Like other tern species, there is a difference between the breeding and wintering plumage of Gull-billed Terns. We often observe them in their breeding plumage in Texas. They have a white body with broad wings, black legs, a black cap, and a rather thick black bill like a gull, hence the name.
Like other tern species, Gull-billed Terns tend to nest in large groups called colonies. They often nest with other tern species and Black Skimmers. They do this for safety from predators, but also so that they can have the occasional free meal by stealing from the other birds. They nest along beaches, but prefer to nest on oyster shell like Black Skimmers.

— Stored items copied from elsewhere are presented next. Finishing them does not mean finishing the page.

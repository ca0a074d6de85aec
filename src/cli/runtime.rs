use std::path::{Path, PathBuf};

use anyhow::{Context, Result};
use tokio::fs;
use tracing::{info, warn};
use tracing_subscriber::{layer::SubscriberExt, util::SubscriberInitExt};

use crate::config::ProbeConfig;

pub fn init_logging(level: &str, debug: bool) -> Result<()> {
    let level = if debug {
        tracing::Level::DEBUG
    } else {
        level.parse().context("Invalid log level")?
    };

    tracing_subscriber::registry()
        .with(
            tracing_subscriber::EnvFilter::try_from_default_env()
                .unwrap_or_else(|_| tracing_subscriber::EnvFilter::new(level.to_string())),
        )
        .with(tracing_subscriber::fmt::layer().with_writer(std::io::stderr))
        .init();

    Ok(())
}

pub struct LoadedConfig {
    pub config: ProbeConfig,
    pub path: PathBuf,
    /// False when `path` did not exist and defaults were used
    pub found: bool,
}

impl LoadedConfig {
    pub fn base_dir(&self) -> Option<&Path> {
        if self.found {
            self.path.parent()
        } else {
            None
        }
    }
}

pub fn default_config_path() -> Result<PathBuf> {
    // Priority: ./config/probe.yaml > ~/.config/storefront-probe/config.yaml
    let local_config = PathBuf::from("config/probe.yaml");
    if local_config.exists() {
        return Ok(local_config);
    }
    let mut path = dirs::config_dir().context("Failed to get config directory")?;
    path.push("storefront-probe");
    path.push("config.yaml");
    Ok(path)
}

pub async fn load_config(config_path: Option<&PathBuf>) -> Result<LoadedConfig> {
    let config_path = match config_path {
        Some(path) => path.clone(),
        None => default_config_path()?,
    };

    if config_path.exists() {
        let content = fs::read_to_string(&config_path)
            .await
            .with_context(|| format!("Failed to read config file {}", config_path.display()))?;

        let config: ProbeConfig =
            serde_yaml::from_str(&content).context("Failed to parse config file")?;

        info!("Loaded configuration from: {}", config_path.display());
        Ok(LoadedConfig {
            config,
            path: config_path,
            found: true,
        })
    } else {
        warn!(
            "Config file not found, using defaults: {}",
            config_path.display()
        );
        Ok(LoadedConfig {
            config: ProbeConfig::default(),
            path: config_path,
            found: false,
        })
    }
}

#[cfg(test)]
mod tests {
    use super::*;

    #[tokio::test]
    async fn explicit_path_is_loaded() {
        let dir = tempfile::tempdir().unwrap();
        let path = dir.path().join("probe.yaml");
        std::fs::write(&path, "strict_columns: true\n").unwrap();

        let loaded = load_config(Some(&path)).await.unwrap();
        assert!(loaded.found);
        assert!(loaded.config.strict_columns);
        assert_eq!(loaded.base_dir(), Some(dir.path()));
    }

    #[tokio::test]
    async fn missing_file_falls_back_to_defaults() {
        let dir = tempfile::tempdir().unwrap();
        let path = dir.path().join("absent.yaml");

        let loaded = load_config(Some(&path)).await.unwrap();
        assert!(!loaded.found);
        assert_eq!(loaded.config, ProbeConfig::default());
        assert!(loaded.base_dir().is_none());
    }

    #[tokio::test]
    async fn malformed_file_is_an_error() {
        let dir = tempfile::tempdir().unwrap();
        let path = dir.path().join("bad.yaml");
        std::fs::write(&path, "strict_columns: [nope\n").unwrap();

        assert!(load_config(Some(&path)).await.is_err());
    }
}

Gull-billed Terns are ground nesters. To nest, they create shallow bowls in the sand or shell called scrapes. They lay 2 to 3 buff-speckled eggs in the nest bowl. Both the parents help incubate the eggs until they hatch which is usually within 23 days. The chicks are partially precocial, so they hatch covered in down, and can usually walk and move around within hours after hatching. But they still rely on the parents on food and shelter for about 4 to 5 weeks until they can fly.

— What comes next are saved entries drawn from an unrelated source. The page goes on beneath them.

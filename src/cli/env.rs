use clap::Parser;
use std::path::PathBuf;

use super::commands::Commands;

#[derive(Parser)]
#[command(name = "storefront-probe", author, version, about, long_about = None)]
#[command(propagate_version = true)]
pub struct CliArgs {
    /// Configuration file path
    #[arg(short, long, value_name = "FILE")]
    pub config: Option<PathBuf>,

    /// Log level
    #[arg(short, long, default_value = "info")]
    pub log_level: String,

    /// Enable debug mode
    #[arg(short, long)]
    pub debug: bool,

    /// Output format
    #[arg(short, long, default_value = "human")]
    pub output: crate::cli::output::OutputFormat,

    #[command(subcommand)]
    pub command: Commands,
}
//! Page script builders
//!
//! Every engine primitive is one self-contained expression. Arguments are
//! embedded as JSON literals, and the expression always evaluates to a
//! `{ status: ... }` object.

use locator_core::{ElementRef, Scope};

/// Page global holding the token registry. Matched elements are tracked
/// here instead of being marked in the DOM.
pub const REGISTRY_GLOBAL: &str = "__probeRefs";

const PRELUDE: &str = r#"
    const stale = { stale: true };
    const registry = window.__probeRefs ||
        (window.__probeRefs = { byToken: new Map(), byElement: new WeakMap(), seq: 0 });
    const byRef = (token) => {
        const el = registry.byToken.get(token);
        if (!el || !el.isConnected) throw stale;
        return el;
    };
    const inDocOrder = (nodes) => Array.from(new Set(nodes)).sort((a, b) => {
        if (a === b) return 0;
        return (a.compareDocumentPosition(b) & Node.DOCUMENT_POSITION_FOLLOWING) ? -1 : 1;
    });
    const within = (roots, selector) =>
        inDocOrder(roots.flatMap((root) => Array.from(root.querySelectorAll(selector))));
    const firstWithin = (roots, selector) =>
        inDocOrder(roots.map((root) => root.querySelector(selector)).filter(Boolean))[0] || null;
    const isVisible = (el) => {
        const style = window.getComputedStyle(el);
        if (style.visibility === 'hidden' || style.display === 'none') return false;
        const rect = el.getBoundingClientRect();
        return rect.width > 0 || rect.height > 0 || el.getClientRects().length > 0;
    };
    const isEnabled = (el) =>
        !el.disabled && !el.closest('fieldset[disabled]') && el.getAttribute('aria-disabled') !== 'true';
"#;

/// JSON string literal for embedding into a script
pub fn js_str(value: &str) -> String {
    serde_json::Value::String(value.to_string()).to_string()
}

/// Expression evaluating to the array of search roots for `scope`
pub fn scope_roots(scope: &Scope) -> String {
    match scope {
        Scope::Document => "[document]".to_string(),
        Scope::Element(element) => format!("[byRef({})]", js_str(element.as_str())),
        Scope::Collection { parent, expression } => {
            format!("within({}, {})", scope_roots(parent), js_str(expression.as_str()))
        }
    }
}

fn wrap(token_prefix: &str, body: &str) -> String {
    format!(
        r#"(() => {{
    const tokenPrefix = {prefix};
    {prelude}
    const tag = (el) => {{
        let token = registry.byElement.get(el);
        if (!token) {{
            token = tokenPrefix + '-' + (registry.seq++);
            registry.byElement.set(el, token);
            registry.byToken.set(token, el);
        }}
        return token;
    }};
    try {{
        {body}
    }} catch (err) {{
        if (err === stale) return {{ status: 'stale' }};
        return {{
            status: 'error',
            name: String((err && err.name) || 'Error'),
            message: String((err && err.message) || err),
        }};
    }}
}})()"#,
        prefix = js_str(token_prefix),
        prelude = PRELUDE,
        body = body,
    )
}

pub fn query_first(token_prefix: &str, scope: &Scope, selector: &str) -> String {
    wrap(
        token_prefix,
        &format!(
            "const found = firstWithin({roots}, {selector});
        if (!found) return {{ status: 'none' }};
        return {{ status: 'ok', refs: [tag(found)] }};",
            roots = scope_roots(scope),
            selector = js_str(selector),
        ),
    )
}

pub fn query_all(token_prefix: &str, scope: &Scope, selector: &str) -> String {
    wrap(
        token_prefix,
        &format!(
            "return {{ status: 'ok', refs: within({roots}, {selector}).map(tag) }};",
            roots = scope_roots(scope),
            selector = js_str(selector),
        ),
    )
}

pub fn count(scope: &Scope, selector: &str) -> String {
    wrap(
        "",
        &format!(
            "return {{ status: 'ok', count: within({roots}, {selector}).length }};",
            roots = scope_roots(scope),
            selector = js_str(selector),
        ),
    )
}

pub fn all_text_contents(scope: &Scope, selector: &str) -> String {
    wrap(
        "",
        &format!(
            "return {{ status: 'ok', texts: within({roots}, {selector}).map((el) => el.textContent || '') }};",
            roots = scope_roots(scope),
            selector = js_str(selector),
        ),
    )
}

pub fn is_visible(element: &ElementRef) -> String {
    wrap(
        "",
        &format!(
            "return {{ status: 'ok', value: isVisible(byRef({})) }};",
            js_str(element.as_str())
        ),
    )
}

pub fn is_enabled(element: &ElementRef) -> String {
    wrap(
        "",
        &format!(
            "return {{ status: 'ok', value: isEnabled(byRef({})) }};",
            js_str(element.as_str())
        ),
    )
}

pub fn text_content(element: &ElementRef) -> String {
    wrap(
        "",
        &format!(
            "return {{ status: 'ok', text: byRef({}).textContent }};",
            js_str(element.as_str())
        ),
    )
}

Gull-billed terns differ from other terns in the way they feed and what they eat. Usually, you can easily identify terns by the way they hunt by hovering in the air and then plunging into the water to catch a fish. Not this tern. The Gull-billed Tern mainly feeds on insects, so it feeds by flying slowly into the wind similar to a swallow or by simply plucking things from the ground.
This tern has a rather broad and peculiar diet. It eats what it wants It can feed on pretty much anything from insects, crabs, lizards, frogs, mammals, and, yes, even other birds. Believe it or not, Gull-billed terns are a common predator of Least Tern and Plover chicks. Oh, and if they so happen to want a fish they will just simply pluck it from their neighbor. This is the type of neighbor who wouldn’t just borrow a cup of sugar, but would steal the whole bag from right under your nose!
Even though the Gull-billed Tern is a voracious predator, its population is in decline and is considered a species of high concern. They are highly vulnerable to people, vehicles, and dogs. So, like other shorebirds and waterbirds please remember to swim, fish, and play from 50 yards away. On behalf of Gulf Coast Bird Observatory, thanks for reading and we wish you safe and well.